On May 19, 1983, Diane Downs and her three children were shot on a rural road in Oregon. Police scoured the crime scene for months searching for the weapon, a .22-caliber gun that wounded Diane and her 8-year-old daughter Christie, paralyzed her 3-year-old son Danny and killed her 7-year-old daughter Cheryl. The gun was never found.
Early on in the investigation, police claimed Diane was responsible for the shootings of her children, but she publicly voiced her innocence, claiming that a shaggy-haired stranger shot them.
At the trial, Diane's surviving daughter, 9-year-old Christie, took the witness stand and testified that her mother was the shooter. Diane was nine months pregnant when she was convicted on one count of aggravated murder and two counts of attempted murder.
While in prison, Diane scaled an 18-foot razor wire fence and escaped from her Oregon cell in July 1988. There was a 14-state manhunt for her, which she eluded for 10 days. She was recaptured and sent to a New Jersey prison to serve the remainder of her life sentence.
Diane still maintains her innocence to this day and joined The Oprah Show via satellite on September 26, 1988, to tell her story.
Diane: On the night of May 19, 1983, my children and I went to see a friend to take her a newspaper clip. On the way home, a stranger was in the road. I stopped because he was flagging me, and I thought he was in trouble or thought that he was hurt. When I stopped, he approached the car, and by the time I got out of the car, he was standing beside the car, and he assaulted us. He asked for my car, and I made a smart remark and perhaps I shouldn't have.
Oprah: What smart remark? What did you say?
Diane: Well, he said he wanted my car, and I said: "You've got to be kidding. That's crazy. You just don't do that." So he assaulted me and my children, and from that point, I took the kids to the hospital.
Oprah: Assaulted is a very mild term for what happened.
Diane: That's a nice way of saying he shot us. Right, very mild, but I suppose you'd have to see things from my point of view. It's a very difficult thing. I very, very rarely talk about what happened that night because it is so painful.
Joining the conversation is former policewoman and best-selling crime writer Ann Rule.

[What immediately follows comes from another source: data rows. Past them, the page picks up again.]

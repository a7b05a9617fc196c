// SPDX-License-Identifier: CEPL-1.0
//! Frame synchronization: the long-lived semaphores/fence and the
//! acquire → record → submit → present state machine.
//!
//! One frame is in flight at most. Every frame ends with a queue-idle wait,
//! so the next acquire can reuse the same semaphores.
use ash::vk;
use tracing::{debug, warn};

use crate::device::{PresentDevice, Submission};
use crate::error::{CallContext, PresentError};

#[derive(Clone, Copy, Debug, PartialEq, Eq)]
pub enum FrameState {
    Idle,
    Acquiring,
    Acquired,
    Recording,
    Submitted,
    Presenting,
}

/// Created once when the presenter is first prepared, destroyed at shutdown.
/// Resizes never touch these.
#[derive(Clone, Copy, Debug)]
pub struct FrameSyncSet {
    pub acquire: vk::Semaphore,
    pub render_complete: vk::Semaphore,
    pub overlay_complete: Option<vk::Semaphore>,
    pub in_flight: vk::Fence,
}

impl FrameSyncSet {
    pub fn create<D: PresentDevice>(
        device: &mut D,
        with_overlay: bool,
    ) -> Result<Self, PresentError> {
        let acquire = device.create_semaphore().call("vkCreateSemaphore")?;
        let render_complete = device.create_semaphore().call("vkCreateSemaphore")?;
        let overlay_complete = if with_overlay {
            Some(device.create_semaphore().call("vkCreateSemaphore")?)
        } else {
            None
        };
        let in_flight = device.create_fence(true).call("vkCreateFence")?;
        Ok(Self {
            acquire,
            render_complete,
            overlay_complete,
            in_flight,
        })
    }

    pub fn destroy<D: PresentDevice>(self, device: &mut D) {
        device.destroy_fence(self.in_flight);
        if let Some(s) = self.overlay_complete {
            device.destroy_semaphore(s);
        }
        device.destroy_semaphore(self.render_complete);
        device.destroy_semaphore(self.acquire);
    }
}

#[derive(Clone, Copy, Debug, PartialEq, Eq)]
pub enum AcquireOutcome {
    Ready(u32),
    /// Out of date or suboptimal. The controller is back in `Idle` and the
    /// acquire semaphore is unsignaled.
    Stale,
    /// Timed out or not ready; nothing was signaled.
    TimedOut,
}

#[derive(Clone, Copy, Debug, PartialEq, Eq)]
pub enum PresentOutcome {
    Presented,
    Stale,
    /// Timed out or not ready; the image never reached the screen.
    Dropped,
}

pub struct FrameSync {
    set: FrameSyncSet,
    state: FrameState,
    image_index: Option<u32>,
    overlay_submitted: bool,
}

impl FrameSync {
    pub fn new(set: FrameSyncSet) -> Self {
        Self {
            set,
            state: FrameState::Idle,
            image_index: None,
            overlay_submitted: false,
        }
    }

    pub fn state(&self) -> FrameState {
        self.state
    }

    pub fn set(&self) -> &FrameSyncSet {
        &self.set
    }

    pub fn image_index(&self) -> Option<u32> {
        self.image_index
    }

    fn advance(&mut self, from: FrameState, to: FrameState) -> Result<(), PresentError> {
        if self.state != from {
            return Err(PresentError::InvalidTransition {
                from: self.state,
                to,
            });
        }
        self.state = to;
        Ok(())
    }

    /// `Idle → Acquiring → Acquired`, or back to `Idle` on a stale chain or
    /// timeout.
    pub fn acquire<D: PresentDevice>(
        &mut self,
        device: &mut D,
        swapchain: vk::SwapchainKHR,
        timeout_ns: u64,
    ) -> Result<AcquireOutcome, PresentError> {
        self.advance(FrameState::Idle, FrameState::Acquiring)?;

        match device.acquire_next_image(swapchain, timeout_ns, self.set.acquire) {
            Ok((index, false)) => {
                self.image_index = Some(index);
                self.state = FrameState::Acquired;
                Ok(AcquireOutcome::Ready(index))
            }
            Ok((index, true)) => {
                // Suboptimal still signals the semaphore; consume it so the
                // next acquire starts from an unsignaled state.
                debug!("acquire: image {index} suboptimal, draining acquire semaphore");
                self.drain_acquire(device)?;
                self.state = FrameState::Idle;
                Ok(AcquireOutcome::Stale)
            }
            Err(vk::Result::ERROR_OUT_OF_DATE_KHR) => {
                debug!("acquire: swapchain out of date");
                self.state = FrameState::Idle;
                Ok(AcquireOutcome::Stale)
            }
            Err(vk::Result::TIMEOUT) | Err(vk::Result::NOT_READY) => {
                self.state = FrameState::Idle;
                Ok(AcquireOutcome::TimedOut)
            }
            Err(e) => Err(PresentError::vk("vkAcquireNextImageKHR", e)),
        }
    }

    fn drain_acquire<D: PresentDevice>(&mut self, device: &mut D) -> Result<(), PresentError> {
        let drain = Submission {
            cmd: None,
            wait: self.set.acquire,
            wait_stage: vk::PipelineStageFlags::TOP_OF_PIPE,
            signal: None,
            fence: vk::Fence::null(),
        };
        device.submit(&drain).call("vkQueueSubmit")?;
        device.queue_wait_idle().call("vkQueueWaitIdle")
    }

    /// `Acquired → Recording`. Waits for the previous use of the in-flight
    /// fence before the command buffer is rewritten.
    pub fn begin_recording<D: PresentDevice>(&mut self, device: &mut D) -> Result<(), PresentError> {
        self.advance(FrameState::Acquired, FrameState::Recording)?;
        device
            .wait_and_reset_fence(self.set.in_flight)
            .call("vkWaitForFences")
    }

    /// `Recording → Submitted`. The frame's work waits on the acquire
    /// semaphore at color-attachment output and signals render-complete.
    /// With an overlay command buffer, a second submit chains
    /// render-complete into overlay-complete.
    pub fn submit<D: PresentDevice>(
        &mut self,
        device: &mut D,
        cmd: vk::CommandBuffer,
        overlay_cmd: Option<vk::CommandBuffer>,
    ) -> Result<(), PresentError> {
        self.advance(FrameState::Recording, FrameState::Submitted)?;

        let main = Submission {
            cmd: Some(cmd),
            wait: self.set.acquire,
            wait_stage: vk::PipelineStageFlags::COLOR_ATTACHMENT_OUTPUT,
            signal: Some(self.set.render_complete),
            fence: self.set.in_flight,
        };
        device.submit(&main).call("vkQueueSubmit")?;

        if let (Some(overlay), Some(done)) = (overlay_cmd, self.set.overlay_complete) {
            let chained = Submission {
                cmd: Some(overlay),
                wait: self.set.render_complete,
                wait_stage: vk::PipelineStageFlags::COLOR_ATTACHMENT_OUTPUT,
                signal: Some(done),
                fence: vk::Fence::null(),
            };
            device.submit(&chained).call("vkQueueSubmit")?;
            self.overlay_submitted = true;
        }
        Ok(())
    }

    /// `Submitted → Presenting`.
    pub fn present<D: PresentDevice>(
        &mut self,
        device: &mut D,
        swapchain: vk::SwapchainKHR,
    ) -> Result<PresentOutcome, PresentError> {
        self.advance(FrameState::Submitted, FrameState::Presenting)?;

        let index = self.image_index.unwrap_or_default();
        let wait = match (self.overlay_submitted, self.set.overlay_complete) {
            (true, Some(done)) => done,
            _ => self.set.render_complete,
        };

        match device.present(swapchain, index, wait) {
            Ok(false) => Ok(PresentOutcome::Presented),
            Ok(true) | Err(vk::Result::ERROR_OUT_OF_DATE_KHR) => {
                debug!("present: swapchain stale");
                Ok(PresentOutcome::Stale)
            }
            Err(vk::Result::TIMEOUT) | Err(vk::Result::NOT_READY) => {
                warn!("present timed out, frame dropped");
                Ok(PresentOutcome::Dropped)
            }
            Err(e) => Err(PresentError::vk("vkQueuePresentKHR", e)),
        }
    }

    /// `Presenting → Idle` after the queue drains.
    pub fn finish<D: PresentDevice>(&mut self, device: &mut D) -> Result<(), PresentError> {
        self.advance(FrameState::Presenting, FrameState::Idle)?;
        self.image_index = None;
        self.overlay_submitted = false;
        device.queue_wait_idle().call("vkQueueWaitIdle")
    }

    pub fn into_set(self) -> FrameSyncSet {
        self.set
    }
}

#[cfg(test)]
mod tests {
    use super::*;
    use crate::mock::MockDevice;

    fn setup(with_overlay: bool) -> (MockDevice, FrameSync, vk::SwapchainKHR) {
        let mut dev = MockDevice::new(800, 600);
        let set = FrameSyncSet::create(&mut dev, with_overlay).unwrap();
        let sc = dev.fake_swapchain(3);
        (dev, FrameSync::new(set), sc)
    }

    fn cmd(dev: &mut MockDevice) -> vk::CommandBuffer {
        dev.allocate_command_buffers(1).unwrap()[0]
    }

    #[test]
    fn full_cycle_returns_to_idle() {
        let (mut dev, mut sync, sc) = setup(false);
        let cb = cmd(&mut dev);

        assert_eq!(sync.acquire(&mut dev, sc, u64::MAX).unwrap(), AcquireOutcome::Ready(0));
        assert_eq!(sync.state(), FrameState::Acquired);
        sync.begin_recording(&mut dev).unwrap();
        assert_eq!(sync.state(), FrameState::Recording);
        sync.submit(&mut dev, cb, None).unwrap();
        assert_eq!(sync.state(), FrameState::Submitted);
        assert_eq!(sync.present(&mut dev, sc).unwrap(), PresentOutcome::Presented);
        assert_eq!(sync.state(), FrameState::Presenting);
        sync.finish(&mut dev).unwrap();
        assert_eq!(sync.state(), FrameState::Idle);

        let set = *sync.set();
        let submit = dev.submissions[0];
        assert_eq!(submit.wait, set.acquire);
        assert_eq!(submit.wait_stage, vk::PipelineStageFlags::COLOR_ATTACHMENT_OUTPUT);
        assert_eq!(submit.signal, Some(set.render_complete));
        assert_eq!(submit.fence, set.in_flight);
        assert_eq!(dev.presents[0].2, set.render_complete);
    }

    #[test]
    fn out_of_order_calls_are_rejected() {
        let (mut dev, mut sync, sc) = setup(false);
        let cb = cmd(&mut dev);

        assert!(matches!(
            sync.submit(&mut dev, cb, None),
            Err(PresentError::InvalidTransition {
                from: FrameState::Idle,
                to: FrameState::Submitted
            })
        ));
        sync.acquire(&mut dev, sc, u64::MAX).unwrap();
        assert!(matches!(
            sync.acquire(&mut dev, sc, u64::MAX),
            Err(PresentError::InvalidTransition {
                from: FrameState::Acquired,
                ..
            })
        ));
    }

    #[test]
    fn out_of_date_acquire_goes_back_to_idle() {
        let (mut dev, mut sync, sc) = setup(false);
        dev.acquire_script.push_back(Err(vk::Result::ERROR_OUT_OF_DATE_KHR));

        assert_eq!(sync.acquire(&mut dev, sc, u64::MAX).unwrap(), AcquireOutcome::Stale);
        assert_eq!(sync.state(), FrameState::Idle);
        assert!(dev.submissions.is_empty());
    }

    #[test]
    fn suboptimal_acquire_drains_the_semaphore() {
        let (mut dev, mut sync, sc) = setup(false);
        dev.acquire_script.push_back(Ok((1, true)));

        assert_eq!(sync.acquire(&mut dev, sc, u64::MAX).unwrap(), AcquireOutcome::Stale);
        assert_eq!(sync.state(), FrameState::Idle);

        let drain = dev.submissions[0];
        assert_eq!(drain.cmd, None);
        assert_eq!(drain.wait, sync.set().acquire);
        assert!(!dev.is_signaled(sync.set().acquire));

        // Reusing the semaphore is legal again.
        assert_eq!(sync.acquire(&mut dev, sc, u64::MAX).unwrap(), AcquireOutcome::Ready(0));
        assert!(dev.violations().is_empty());
    }

    #[test]
    fn timeout_is_not_an_error() {
        let (mut dev, mut sync, sc) = setup(false);
        dev.acquire_script.push_back(Err(vk::Result::TIMEOUT));
        assert_eq!(sync.acquire(&mut dev, sc, 1_000).unwrap(), AcquireOutcome::TimedOut);
        assert_eq!(sync.state(), FrameState::Idle);
    }

    #[test]
    fn unexpected_acquire_status_is_fatal() {
        let (mut dev, mut sync, sc) = setup(false);
        dev.acquire_script.push_back(Err(vk::Result::ERROR_DEVICE_LOST));
        let err = sync.acquire(&mut dev, sc, u64::MAX).unwrap_err();
        assert!(err.is_device_lost());
    }

    #[test]
    fn overlay_chains_render_complete_into_overlay_complete() {
        let (mut dev, mut sync, sc) = setup(true);
        let cb = cmd(&mut dev);
        let overlay_cb = cmd(&mut dev);

        sync.acquire(&mut dev, sc, u64::MAX).unwrap();
        sync.begin_recording(&mut dev).unwrap();
        sync.submit(&mut dev, cb, Some(overlay_cb)).unwrap();
        sync.present(&mut dev, sc).unwrap();
        sync.finish(&mut dev).unwrap();

        let set = *sync.set();
        let overlay_done = set.overlay_complete.unwrap();
        assert_eq!(dev.submissions.len(), 2);
        assert_eq!(dev.submissions[1].cmd, Some(overlay_cb));
        assert_eq!(dev.submissions[1].wait, set.render_complete);
        assert_eq!(dev.submissions[1].signal, Some(overlay_done));
        assert_eq!(dev.presents[0], (sc, 0, overlay_done));
    }

    #[test]
    fn stale_present_is_reported_not_fatal() {
        let (mut dev, mut sync, sc) = setup(false);
        let cb = cmd(&mut dev);
        dev.present_script.push_back(Err(vk::Result::ERROR_OUT_OF_DATE_KHR));

        sync.acquire(&mut dev, sc, u64::MAX).unwrap();
        sync.begin_recording(&mut dev).unwrap();
        sync.submit(&mut dev, cb, None).unwrap();
        assert_eq!(sync.present(&mut dev, sc).unwrap(), PresentOutcome::Stale);
        sync.finish(&mut dev).unwrap();
        assert_eq!(sync.state(), FrameState::Idle);
    }

    #[test]
    fn timed_out_present_is_dropped() {
        let (mut dev, mut sync, sc) = setup(false);
        let cb = cmd(&mut dev);
        dev.present_script.push_back(Err(vk::Result::NOT_READY));

        sync.acquire(&mut dev, sc, u64::MAX).unwrap();
        sync.begin_recording(&mut dev).unwrap();
        sync.submit(&mut dev, cb, None).unwrap();
        assert_eq!(sync.present(&mut dev, sc).unwrap(), PresentOutcome::Dropped);
        sync.finish(&mut dev).unwrap();
        assert_eq!(sync.state(), FrameState::Idle);
    }

    #[test]
    fn sync_set_is_destroyed_exactly_once() {
        let (mut dev, sync, _sc) = setup(true);
        assert_eq!(dev.tracker.live("semaphore"), 3);
        sync.into_set().destroy(&mut dev);
        assert_eq!(dev.tracker.live("semaphore"), 0);
        assert_eq!(dev.tracker.live("fence"), 0);
        assert!(dev.violations().is_empty());
    }
}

She wrote Small Sacrifices, a book that tells the story of Diane's life. Diane, however, disagrees with many of the things that are written in the book.
One point of contention is Ann's claim that Diane became pregnant before her trial because she is fulfilled by pregnancy. "That is what I believe," Ann says. "Diane obviously disagrees with me."
Diane says the reason she got pregnant was because it was a bad time in her life. "I was extremely lonely," Diane says. "I missed my kids desperately. I had just seen Christie on the 2nd of October, and it's like opening a wound and pouring salt in. I was extremely lonely beyond belief and beyond explanation. On October 13, I just went and got pregnant because I was so lonely."
During the broadcast of this show, viewers called in during breaks to question Diane's calm attitude while talking about such emotional subjects. "I have a personality that was developed over 27, 28 years, and you can't just shake that off," Diane says. "Yes, there are some very horrible things that happened in my life. Because of that, I closed up. I became less bubbly, less outgoing, less friendly, all those things. And I was therefore dubbed by the media as 'The Lady of Steel' because I seemed to have no emotion whatsoever."
Ann says she believes Diane suffers from three personality disorders. "Basically, she's anti-social, meaning no conscience, no remorse—so you can do what you want, and you never worry about it afterward," Ann says. "Secondly, she's histrionic, which I think she's demonstrated this morning, meaning she loves to be onstage. And third, the narcissistic personality disorder means the narcissist feels entitled to whatever he or she wants, and it doesn't matter who gets hurt."
But, Diane says, she does have strong emotions when it comes to her children. "It's very painful," she says. "It's painful knowing that my children are living in an environment and in a world of confusion and pain and not knowing what is going on."